# Task instructions
Check every line below for the word "Hash" and show those that hold it.

# Records for this task

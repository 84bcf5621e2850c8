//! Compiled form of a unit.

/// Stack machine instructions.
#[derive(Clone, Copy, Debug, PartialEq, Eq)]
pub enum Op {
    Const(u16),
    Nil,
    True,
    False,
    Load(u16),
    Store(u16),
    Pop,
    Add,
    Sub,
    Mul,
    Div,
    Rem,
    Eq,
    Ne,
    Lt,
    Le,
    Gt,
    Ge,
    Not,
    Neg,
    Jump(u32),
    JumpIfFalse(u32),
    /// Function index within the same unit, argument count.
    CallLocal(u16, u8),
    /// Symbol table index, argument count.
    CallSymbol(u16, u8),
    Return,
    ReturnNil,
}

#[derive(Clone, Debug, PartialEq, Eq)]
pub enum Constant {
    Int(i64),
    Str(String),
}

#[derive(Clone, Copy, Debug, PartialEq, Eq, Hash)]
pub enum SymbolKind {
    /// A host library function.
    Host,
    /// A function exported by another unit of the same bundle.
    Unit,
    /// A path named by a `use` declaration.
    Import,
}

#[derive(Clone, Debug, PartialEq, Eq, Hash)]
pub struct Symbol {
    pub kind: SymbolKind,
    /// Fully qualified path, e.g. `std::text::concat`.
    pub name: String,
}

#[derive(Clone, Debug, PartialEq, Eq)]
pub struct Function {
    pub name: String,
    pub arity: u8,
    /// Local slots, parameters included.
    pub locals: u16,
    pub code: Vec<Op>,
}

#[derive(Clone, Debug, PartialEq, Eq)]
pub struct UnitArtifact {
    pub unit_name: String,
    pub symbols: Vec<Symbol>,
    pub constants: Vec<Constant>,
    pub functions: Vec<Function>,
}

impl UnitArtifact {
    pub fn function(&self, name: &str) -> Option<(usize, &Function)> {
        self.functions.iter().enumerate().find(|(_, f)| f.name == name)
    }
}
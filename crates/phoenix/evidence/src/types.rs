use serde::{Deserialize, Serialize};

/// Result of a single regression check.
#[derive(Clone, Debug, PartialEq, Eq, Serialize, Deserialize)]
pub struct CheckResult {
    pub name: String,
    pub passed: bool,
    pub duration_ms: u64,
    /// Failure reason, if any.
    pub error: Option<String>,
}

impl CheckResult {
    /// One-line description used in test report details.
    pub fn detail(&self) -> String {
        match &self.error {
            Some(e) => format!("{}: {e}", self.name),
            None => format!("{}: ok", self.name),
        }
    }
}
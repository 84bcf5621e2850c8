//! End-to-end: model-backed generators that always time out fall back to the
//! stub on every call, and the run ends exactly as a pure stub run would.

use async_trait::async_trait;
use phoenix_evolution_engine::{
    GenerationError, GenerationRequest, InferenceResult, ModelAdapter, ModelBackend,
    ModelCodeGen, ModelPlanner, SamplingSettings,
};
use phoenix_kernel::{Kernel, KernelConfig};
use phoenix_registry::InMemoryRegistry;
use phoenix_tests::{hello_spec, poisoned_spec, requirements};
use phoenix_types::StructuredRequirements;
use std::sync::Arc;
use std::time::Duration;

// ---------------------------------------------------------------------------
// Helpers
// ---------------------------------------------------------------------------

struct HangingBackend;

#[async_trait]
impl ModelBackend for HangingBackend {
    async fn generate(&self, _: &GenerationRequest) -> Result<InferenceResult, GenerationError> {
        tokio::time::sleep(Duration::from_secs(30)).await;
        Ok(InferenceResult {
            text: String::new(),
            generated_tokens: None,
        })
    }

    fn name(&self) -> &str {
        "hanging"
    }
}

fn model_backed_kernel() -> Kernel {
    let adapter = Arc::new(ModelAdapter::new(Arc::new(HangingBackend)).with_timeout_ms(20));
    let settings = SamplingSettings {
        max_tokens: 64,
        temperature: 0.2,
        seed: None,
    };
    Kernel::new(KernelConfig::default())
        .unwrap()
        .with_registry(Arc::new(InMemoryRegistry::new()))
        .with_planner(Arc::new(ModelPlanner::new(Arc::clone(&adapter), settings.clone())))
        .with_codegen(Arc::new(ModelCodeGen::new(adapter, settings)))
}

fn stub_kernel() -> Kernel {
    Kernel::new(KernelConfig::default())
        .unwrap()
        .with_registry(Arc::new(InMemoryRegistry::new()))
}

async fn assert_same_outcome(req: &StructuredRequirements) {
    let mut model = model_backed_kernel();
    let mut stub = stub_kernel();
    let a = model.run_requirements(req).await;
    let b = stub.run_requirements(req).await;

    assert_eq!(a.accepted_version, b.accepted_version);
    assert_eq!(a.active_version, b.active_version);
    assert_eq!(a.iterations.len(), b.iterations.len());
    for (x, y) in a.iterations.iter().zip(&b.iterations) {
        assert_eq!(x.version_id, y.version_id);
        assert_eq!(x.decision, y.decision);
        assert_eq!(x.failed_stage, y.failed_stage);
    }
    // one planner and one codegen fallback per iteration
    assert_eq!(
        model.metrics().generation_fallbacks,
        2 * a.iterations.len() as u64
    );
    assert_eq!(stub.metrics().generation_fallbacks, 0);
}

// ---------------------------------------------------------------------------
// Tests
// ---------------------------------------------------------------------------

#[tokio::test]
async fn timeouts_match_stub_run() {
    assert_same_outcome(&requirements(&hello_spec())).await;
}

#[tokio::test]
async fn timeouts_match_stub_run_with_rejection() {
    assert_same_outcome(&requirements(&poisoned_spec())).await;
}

# Exercise output
#[derive(Clone, Copy, Debug, PartialEq, Eq, Hash)]
#[derive(Clone, Debug, PartialEq, Eq, Hash)]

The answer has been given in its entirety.